▶ **Source material**:
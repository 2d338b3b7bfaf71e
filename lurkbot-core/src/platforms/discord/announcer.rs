// lurkbot-core/src/platforms/discord/announcer.rs

use std::time::Duration;

use async_trait::async_trait;
use tracing::{debug, info, warn};
use twilight_http::Client as HttpClient;
use twilight_http::client::ClientBuilder;
use twilight_model::channel::message::component::{ActionRow, Button, ButtonStyle};
use twilight_model::channel::message::{Component, Embed};
use twilight_model::id::Id;
use twilight_model::id::marker::{ChannelMarker, MessageMarker};
use twilight_util::builder::embed::{EmbedBuilder, ImageSource};

use crate::Error;
use crate::platforms::{Announcer, LiveAnnouncement};

/// discord.py's classic green, kept for continuity with the embeds the
/// community is used to.
const EMBED_COLOR_LIVE: u32 = 0x2ECC71;

const DISCORD_TIMEOUT: Duration = Duration::from_secs(30);

/// Deleting history pages through the newest messages at the API's
/// maximum page size.
const PURGE_PAGE_SIZE: u16 = 100;

/// Posts live announcements into a single Discord channel over the HTTP
/// API. The bot never consumes gateway events, so no shard is opened.
pub struct ChannelAnnouncer {
    http: HttpClient,
    channel_id: Id<ChannelMarker>,
}

impl ChannelAnnouncer {
    pub fn new(token: String, channel_id: u64) -> Result<Self, Error> {
        if token.is_empty() {
            return Err(Error::Discord("Discord token is empty".into()));
        }
        let channel_id = Id::<ChannelMarker>::new_checked(channel_id)
            .ok_or_else(|| Error::Discord("channel id must be non-zero".into()))?;
        let http = ClientBuilder::new()
            .token(token)
            .timeout(DISCORD_TIMEOUT)
            .build();
        Ok(Self { http, channel_id })
    }
}

/// Builds the embed and the link-button row for one announcement.
pub fn build_message(
    announcement: &LiveAnnouncement,
) -> Result<(Embed, Vec<Component>), Error> {
    let thumbnail = ImageSource::url(&announcement.avatar_url).map_err(|e| {
        Error::Discord(format!(
            "bad avatar url for {}: {e}",
            announcement.display_name
        ))
    })?;
    let embed = EmbedBuilder::new()
        .title(format!("{} is now live!", announcement.display_name))
        .description("Click the button below to watch the stream!")
        .color(EMBED_COLOR_LIVE)
        .thumbnail(thumbnail)
        .build();

    let button = Component::Button(Button {
        custom_id: None,
        disabled: false,
        emoji: None,
        label: Some("Watch stream".to_string()),
        style: ButtonStyle::Link,
        url: Some(announcement.stream_url.clone()),
        sku_id: None,
    });
    let row = Component::ActionRow(ActionRow {
        components: vec![button],
    });
    Ok((embed, vec![row]))
}

#[async_trait]
impl Announcer for ChannelAnnouncer {
    async fn prepare_channel(&self) -> Result<(), Error> {
        let channel = self
            .http
            .channel(self.channel_id)
            .await
            .map_err(|e| Error::Discord(format!("cannot fetch channel {}: {e}", self.channel_id)))?
            .model()
            .await
            .map_err(|e| Error::Discord(format!("cannot parse channel {}: {e}", self.channel_id)))?;
        info!(
            "announcing into #{} ({})",
            channel.name.unwrap_or_else(|| "<unnamed>".into()),
            self.channel_id
        );
        Ok(())
    }

    async fn purge_history(&self, limit: usize) -> Result<usize, Error> {
        let mut purged = 0usize;
        while purged < limit {
            let page = (limit - purged).min(PURGE_PAGE_SIZE as usize) as u16;
            let messages = self
                .http
                .channel_messages(self.channel_id)
                .limit(page)
                .await
                .map_err(|e| Error::Discord(format!("cannot list channel history: {e}")))?
                .models()
                .await
                .map_err(|e| Error::Discord(format!("cannot parse channel history: {e}")))?;
            if messages.is_empty() {
                break;
            }

            let ids: Vec<Id<MessageMarker>> = messages.iter().map(|m| m.id).collect();
            if ids.len() == 1 {
                self.http
                    .delete_message(self.channel_id, ids[0])
                    .await
                    .map_err(|e| Error::Discord(format!("cannot delete message {}: {e}", ids[0])))?;
            } else if let Err(e) = self.http.delete_messages(self.channel_id, &ids).await {
                // Bulk deletion rejects messages older than two weeks;
                // fall back to removing the page one by one.
                warn!("bulk delete failed ({e}), deleting messages individually");
                for id in &ids {
                    if let Err(e) = self.http.delete_message(self.channel_id, *id).await {
                        warn!("could not delete message {id}: {e}");
                    }
                }
            }
            purged += ids.len();
        }
        Ok(purged)
    }

    async fn announce(&self, announcement: &LiveAnnouncement) -> Result<(), Error> {
        let (embed, components) = build_message(announcement)?;
        self.http
            .create_message(self.channel_id)
            .embeds(&[embed])
            .components(&components)
            .await
            .map_err(|e| {
                Error::Discord(format!(
                    "error sending announcement for {}: {e}",
                    announcement.display_name
                ))
            })?;
        debug!("announced {}", announcement.display_name);
        Ok(())
    }
}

▶ **Exercise description**:
Exactly as written, reproduce the whole listing.

▶ **Response to this task**:
repository 2d338b3b7bfaf71e
filename lurkbot-core/src/platforms/discord/announcer.rs
// lurkbot-core/src/platforms/discord/announcer.rs

use std::time::Duration;

use async_trait::async_trait;
use tracing::{debug, info, warn};
use twilight_http::Client as HttpClient;
use twilight_http::client::ClientBuilder;
use twilight_model::channel::message::component::{ActionRow, Button, ButtonStyle};
use twilight_model::channel::message::{Component, Embed};
use twilight_model::id::Id;
use twilight_model::id::marker::{ChannelMarker, MessageMarker};
use twilight_util::builder::embed::{EmbedBuilder, ImageSource};

use crate::Error;
use crate::platforms::{Announcer, LiveAnnouncement};

/// discord.py's classic green, kept for continuity with the embeds the
/// community is used to.
const EMBED_COLOR_LIVE: u32 = 0x2ECC71;

const DISCORD_TIMEOUT: Duration = Duration::from_secs(30);

/// Deleting history pages through the newest messages at the API's
/// maximum page size.
const PURGE_PAGE_SIZE: u16 = 100;

/// Posts live announcements into a single Discord channel over the HTTP
/// API. The bot never consumes gateway events, so no shard is opened.
pub struct ChannelAnnouncer {
    http: HttpClient,
    channel_id: Id<ChannelMarker>,
}

impl ChannelAnnouncer {
    pub fn new(token: String, channel_id: u64) -> Result<Self, Error> {
        if token.is_empty() {
            return Err(Error::Discord("Discord token is empty".into()));
        }
        let channel_id = Id::<ChannelMarker>::new_checked(channel_id)
            .ok_or_else(|| Error::Discord("channel id must be non-zero".into()))?;
        let http = ClientBuilder::new()
            .token(token)
            .timeout(DISCORD_TIMEOUT)
            .build();
        Ok(Self { http, channel_id })
    }
}

/// Builds the embed and the link-button row for one announcement.
pub fn build_message(
    announcement: &LiveAnnouncement,
) -> Result<(Embed, Vec<Component>), Error> {
    let thumbnail = ImageSource::url(&announcement.avatar_url).map_err(|e| {
        Error::Discord(format!(
            "bad avatar url for {}: {e}",
            announcement.display_name
        ))
    })?;
    let embed = EmbedBuilder::new()
        .title(format!("{} is now live!", announcement.display_name))
        .description("Click the button below to watch the stream!")
        .color(EMBED_COLOR_LIVE)
        .thumbnail(thumbnail)
        .build();

    let button = Component::Button(Button {
        custom_id: None,
        disabled: false,
        emoji: None,
        label: Some("Watch stream".to_string()),
        style: ButtonStyle::Link,
        url: Some(announcement.stream_url.clone()),
        sku_id: None,
    });
    let row = Component::ActionRow(ActionRow {
        components: vec![button],
    });
    Ok((embed, vec![row]))
}

#[async_trait]
impl Announcer for ChannelAnnouncer {
    async fn prepare_channel(&self) -> Result<(), Error> {
        let channel = self
            .http
            .channel(self.channel_id)
            .await
            .map_err(|e| Error::Discord(format!("cannot fetch channel {}: {e}", self.channel_id)))?
            .model()
            .await
            .map_err(|e| Error::Discord(format!("cannot parse channel {}: {e}", self.channel_id)))?;
        info!(
            "announcing into #{} ({})",
            channel.name.unwrap_or_else(|| "<unnamed>".into()),
            self.channel_id
        );
        Ok(())
    }

    async fn purge_history(&self, limit: usize) -> Result<usize, Error> {
        let mut purged = 0usize;
        while purged < limit {
            let page = (limit - purged).min(PURGE_PAGE_SIZE as usize) as u16;
            let messages = self
                .http
                .channel_messages(self.channel_id)
                .limit(page)
                .await
                .map_err(|e| Error::Discord(format!("cannot list channel history: {e}")))?
                .models()
                .await
                .map_err(|e| Error::Discord(format!("cannot parse channel history: {e}")))?;
            if messages.is_empty() {
                break;
            }

            let ids: Vec<Id<MessageMarker>> = messages.iter().map(|m| m.id).collect();
            if ids.len() == 1 {
                self.http
                    .delete_message(self.channel_id, ids[0])
                    .await
                    .map_err(|e| Error::Discord(format!("cannot delete message {}: {e}", ids[0])))?;
            } else if let Err(e) = self.http.delete_messages(self.channel_id, &ids).await {
                // Bulk deletion rejects messages older than two weeks;
                // fall back to removing the page one by one.
                warn!("bulk delete failed ({e}), deleting messages individually");
                for id in &ids {
                    if let Err(e) = self.http.delete_message(self.channel_id, *id).await {
                        warn!("could not delete message {id}: {e}");
                    }
                }
            }
            purged += ids.len();
        }
        Ok(purged)
    }

    async fn announce(&self, announcement: &LiveAnnouncement) -> Result<(), Error> {
        let (embed, components) = build_message(announcement)?;
        self.http
            .create_message(self.channel_id)
            .embeds(&[embed])
            .components(&components)
            .await
            .map_err(|e| {
                Error::Discord(format!(
                    "error sending announcement for {}: {e}",
                    announcement.display_name
                ))
            })?;
        debug!("announced {}", announcement.display_name);
        Ok(())
    }
}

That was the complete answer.